Abatido por crise, nordeste industrial da França adere a Marine Le Pen

RODRIGO VIZEU
ENVIADO ESPECIAL A HAYANGE (FRANÇA)

Há muitas formas de o fechamento de uma usina siderúrgica com 2.600 empregados afetar uma cidade de 15 mil habitantes que dela dependia. Em Hayange, no nordeste da França, a reação foi de crise de personalidade.

A cidade, com tradição de apoio à esquerda, deu no primeiro turno da eleição presidencial em 23 de abril a maioria de seus votos à Frente Nacional, da direitista ultranacionalista Marine Le Pen.

A unidade da ArcelorMittal, entre Hayange e a vizinha Florange, foi fechada em 2012. Outrora próspera na produção de aço, a área localizada no departamento de Moselle não conseguiu fazer frente à competição global e viu sua importância no setor decair nas últimas décadas.

A desproporção entre o gigantismo da usina abandonada e a pequena Hayange, ao lado, esfrega diariamente o passado na cara da cidade.

Em uma rua onde funcionava um dos edifícios da ArcelorMittal é possível ver os resquícios de fachadas de pequenos negócios que brotaram em torno dela.

O atual presidente, François Hollande (socialista), fechou um acordo para preservar parte dos empregos perdidos, mas ficou com a imagem de coveiro na região.

Em maio de 2012, antes da saída de ArcelorMittal e com a presença dos atuantes sindicalistas do setor, Hollande conseguiu vencer.

Neste ano, porém, quem ficou na frente foi Le Pen, com 33,5% das preferências. Um de seus motes é se vender como a candidata dos "esquecidos" da França.

O segundo foi o ultraesquerdista Jean-Luc Mélenchon, também antissistema, com 23,3%. O centrista Emmanuel Macron veio em terceiro, com 19,2%.

A guinada ideológica da cidade se personaliza em seu prefeito, Fabien Engelmann. Ex-sindicalista de uma das principais centrais francesas e ex-militante do partido Luta Operária (esquerda radical), migrou para a Frente Nacional de Marine Le Pen.

A virada do prefeito ecoa nas ruas. Uma aposentada à espera do ônibus conta que votou na candidata nanica da Luta Operária, mas que, no segundo turno, vai de Le Pen.

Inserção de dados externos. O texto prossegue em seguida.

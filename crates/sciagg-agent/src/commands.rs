//! Subcommand implementations.

use std::sync::Arc;

use anyhow::{Context, Result};
use sciagg_common::AppConfig;
use sciagg_db::{ArticleRepository, Database, RunRepository, RunStatus};
use sciagg_ingestion::{available_sources, run_harvest, test_sources};
use sciagg_kg::{GraphBuilder, KgService};
use sciagg_processor::{run_processing, ProcessingConfig};
use sciagg_scheduler::Scheduler;
use sciagg_web::AppState;
use tokio::sync::watch;
use tracing::{error, info, warn};

use crate::cli::{RunArgs, ServeArgs};

const CLI_RUN: &str = "cli";

/// `sciagg run`: one harvest, then the optional processing and graph steps.
pub async fn run(config: &AppConfig, db: Arc<Database>, args: &RunArgs) -> Result<()> {
    let settings = &config.settings;
    let job = args.harvest_job(settings)?;
    info!(topics = ?job.topics, sources = ?job.sources, "Running harvest");

    let runs = RunRepository::new(db.clone());
    let run_id = runs.start(CLI_RUN).await?;
    let outcome = run_steps(config, db, args, job).await;
    match &outcome {
        Ok(message) => runs.finish(run_id, RunStatus::Success, Some(message)).await?,
        Err(e) => runs.finish(run_id, RunStatus::Failed, Some(&format!("{e:#}"))).await?,
    }
    let message = outcome?;
    println!("{message}");
    Ok(())
}

async fn run_steps(
    config: &AppConfig,
    db: Arc<Database>,
    args: &RunArgs,
    job: sciagg_ingestion::HarvestJob,
) -> Result<String> {
    let repo = ArticleRepository::new(db.clone());
    let harvest = run_harvest(&job, &config.api_keys, &repo, None)
        .await
        .context("harvest failed")?;
    for e in &harvest.errors {
        warn!("{e}");
    }
    anyhow::ensure!(!harvest.all_sources_failed(), "every source failed");
    let mut lines = vec![format!(
        "Harvest: {} found, {} new, {} already stored, {} rejected",
        harvest.articles_found, harvest.inserted, harvest.already_stored, harvest.rejected
    )];
    for (source, n) in &harvest.per_source {
        lines.push(format!("  {}: {n}", source.display_name()));
    }

    if args.generate_posts {
        let processing = run_processing(
            &repo,
            &ProcessingConfig::from_settings(&config.settings),
            config.settings.scheduler.process_limit,
        )
        .await
        .context("processing failed")?;
        lines.push(format!(
            "Posts: {} processed, {} failed, written to {}",
            processing.processed, processing.failed, config.settings.output.markdown_dir
        ));
    }

    if args.update_kg {
        let plan = &config.settings.scheduler;
        let stats = KgService::new(db)
            .rebuild(&GraphBuilder::from_settings(&config.settings), plan.graph_days, plan.graph_limit)
            .await?;
        lines.push(format!(
            "Graph: {} nodes, {} edges, {} component(s)",
            stats.nodes, stats.edges, stats.components
        ));
    }

    Ok(lines.join("\n"))
}

/// `sciagg serve`: dashboard plus the daily scheduler until Ctrl-C.
pub async fn serve(config: Arc<AppConfig>, db: Arc<Database>, args: &ServeArgs) -> Result<()> {
    let (shutdown_tx, shutdown_rx) = watch::channel(false);

    let scheduler_task = if config.settings.scheduler.enabled && !args.no_scheduler {
        let scheduler = Scheduler::new(db.clone(), config.clone());
        let next = scheduler.next_run_after(chrono::Utc::now())?;
        info!(%next, "Daily scheduler enabled");
        Some(tokio::spawn(scheduler.run_forever(shutdown_rx.clone())))
    } else {
        info!("Daily scheduler disabled");
        None
    };

    let bind = args.bind.clone().unwrap_or_else(|| config.settings.web.bind.clone());
    let mut web_shutdown = shutdown_rx;
    let server = sciagg_web::serve(AppState::new(db, config), &bind, async move {
        while !*web_shutdown.borrow_and_update() {
            if web_shutdown.changed().await.is_err() {
                break;
            }
        }
    });

    let ctrl_c = async {
        if let Err(e) = tokio::signal::ctrl_c().await {
            error!(error = %e, "Could not listen for Ctrl-C");
            std::future::pending::<()>().await;
        }
    };

    tokio::pin!(server);
    let interrupted = tokio::select! {
        result = &mut server => {
            result?;
            false
        }
        _ = ctrl_c => true,
    };
    if interrupted {
        info!("Shutting down");
        let _ = shutdown_tx.send(true);
        server.await?;
    }

    if let Some(task) = scheduler_task {
        let _ = shutdown_tx.send(true);
        match task.await {
            Ok(result) => result?,
            Err(e) => error!(error = %e, "Scheduler task aborted"),
        }
    }
    Ok(())
}

/// `sciagg stats`
pub async fn stats(config: &AppConfig, db: Arc<Database>) -> Result<()> {
    let stats = db.stats().await?;
    let per_source = ArticleRepository::new(db.clone()).source_counts().await?;
    let graph = KgService::new(db.clone()).stats().await?;
    let last = RunRepository::new(db).recent(1).await?;

    println!("sciagg: {}", config.config_dir.display());
    println!("{}", "=".repeat(50));
    println!("Topics: {}", config.settings.topics.join(", "));
    println!(
        "Articles: {} ({} processed, {} saved, {} discarded)",
        stats.articles, stats.processed, stats.saved, stats.discarded
    );
    for (source, count) in per_source {
        println!("  {}: {count}", source.display_name());
    }
    println!("Posts: {}", stats.posts);
    println!(
        "Graph: {} nodes, {} edges, density {:.3}, {} component(s)",
        graph.nodes, graph.edges, graph.density, graph.components
    );
    for node in &graph.top_nodes {
        println!("  {} ({}, degree {})", node.name, node.kind.as_str(), node.degree);
    }
    match last.first() {
        Some(run) => println!("Last run: {} {} at {}", run.kind, run.status.as_str(), run.started_at),
        None => println!("Last run: never"),
    }
    Ok(())
}

/// `sciagg test-sources`
pub async fn check_sources(config: &AppConfig) -> Result<()> {
    for status in available_sources(&config.settings) {
        if status.enabled && !status.supported {
            warn!(source = %status.source, "Enabled but no harvester is available");
        }
    }
    let checks = test_sources(&config.settings.search.sources, &config.api_keys).await;
    let mut failed = 0;
    for check in &checks {
        let mark = if check.ok { "ok" } else { "FAIL" };
        println!("{:<12} {mark:<5} {}", check.source.display_name(), check.message);
        if !check.ok {
            failed += 1;
        }
    }
    anyhow::ensure!(failed == 0, "{failed} of {} source(s) failed", checks.len());
    Ok(())
}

"Vejo sentido, eu gosto dela. Macron tem a mesma política de todos os que deixaram a usina quebrar e nunca fizeram nada", diz ela antes de ser proibida pelo marido de revelar o nome. Para ele, que trabalhou na ArcelorMittal, falar com a imprensa sobre a eleição "é perigoso".

EXTREMOS QUE SE UNEM

O cientista político Stephane Wahnich, professor da Universidade Paris-Est Créteil e autor de livros sobre a Frente Nacional de Le Pen, diz que não surpreende a substituição de radicalismos.

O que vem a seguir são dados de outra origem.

//! Dashboard handler: landing page and the stats API.

use axum::extract::State;
use axum::response::Html;
use axum::Json;
use sciagg_common::Article;
use sciagg_db::{ArticleFilter, ArticleRepository, DatabaseStats, RunRecord, RunRepository};
use sciagg_kg::{GraphStats, KgService};
use serde::Serialize;
use serde_json::json;

use crate::error::ApiResult;
use crate::state::SharedState;
use crate::templates::render;

const RECENT_ARTICLES: usize = 10;
const RECENT_RUNS: usize = 8;

#[derive(Debug, Serialize)]
pub struct SourceCount {
    pub source: String,
    pub name: &'static str,
    pub count: u64,
}

#[derive(Debug, Serialize)]
pub struct StatsResponse {
    pub database: DatabaseStats,
    pub sources: Vec<SourceCount>,
    pub graph: GraphStats,
    pub last_runs: Vec<RunRecord>,
    pub action_running: bool,
    /// Feed URLs the `rss` source polls.
    pub rss_feeds: Vec<String>,
}

async fn source_counts(state: &SharedState) -> ApiResult<Vec<SourceCount>> {
    let counts = ArticleRepository::new(state.db.clone()).source_counts().await?;
    Ok(counts
        .into_iter()
        .map(|(source, count)| SourceCount {
            source: source.as_str().to_string(),
            name: source.display_name(),
            count,
        })
        .collect())
}

/// GET /
pub async fn dashboard(State(state): State<SharedState>) -> ApiResult<Html<String>> {
    let stats = state.db.stats().await?;
    let sources = source_counts(&state).await?;
    let recent: Vec<Article> = ArticleRepository::new(state.db.clone())
        .list(&ArticleFilter { limit: RECENT_ARTICLES, ..Default::default() })
        .await?;
    let runs = RunRepository::new(state.db.clone()).recent(RECENT_RUNS).await?;

    let html = render(
        "dashboard.html",
        json!({
            "topics": state.config.settings.topics,
            "stats": stats,
            "sources": sources,
            "recent": recent,
            "runs": runs,
            "rss_feeds": state.config.api_keys.rss.feeds,
            "action_running": state.action_running(),
        }),
    )?;
    Ok(Html(html))
}

/// GET /api/stats
pub async fn api_stats(State(state): State<SharedState>) -> ApiResult<Json<StatsResponse>> {
    Ok(Json(StatsResponse {
        database: state.db.stats().await?,
        sources: source_counts(&state).await?,
        graph: KgService::new(state.db.clone()).stats().await?,
        last_runs: RunRepository::new(state.db.clone()).recent(RECENT_RUNS).await?,
        action_running: state.action_running(),
        rss_feeds: state.config.api_keys.rss.feeds.clone(),
    }))
}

Ele lembra que a região tem o autoritarismo em seu passado, tendo feito, assim como a Alsácia, parte do império alemão entre 1871 e 1919 e do 3º Reich na Segunda Guerra Mundial.

É com ênfase na autoridade e na ordem pública que o prefeito Engelmann faz de Hayage um dos laboratórios da Frente Nacional.

Sua prefeitura —enfeitada com o busto do marechal napoleônico Gabriel Molitor— tem na entrada o aviso de que a segurança foi reforçada, pois há risco de atentado.

O prefeito espalhou câmeras de monitoramento, placas lembrando o valor das multas para sujeira na rua e estacionamento ilegal e cartazes proibindo que se jogue futebol nos amplos calçadões da cidade.

"Só quem não gostou foram os traficantes", diz o entregador Patrick Coutolet, 43.

Genro de outro demitido da ArcelorMittal e eleitor do direitista católico François Fillon no primeiro turno, Coutolet se diz "indeciso" para o segundo, neste domingo (7). Afirma querer alguém "livre e diferente".

Para Wahnich, o voto que predomina na região de Hayange se explica pela necessidade dessa população "de mostrar que ainda existe".

Mas ele defende que a melhor forma de combater o efeito de demissões não está em eleger o FN, mas em aperfeiçoar a formação profissional.

"Ao lado da região de Moselle, há emprego na Alemanha ou em Luxemburgo, mas muitos esbarram na falta de formação por não falar a língua. É preciso armar as pessoas para a globalização, o que não vemos na França."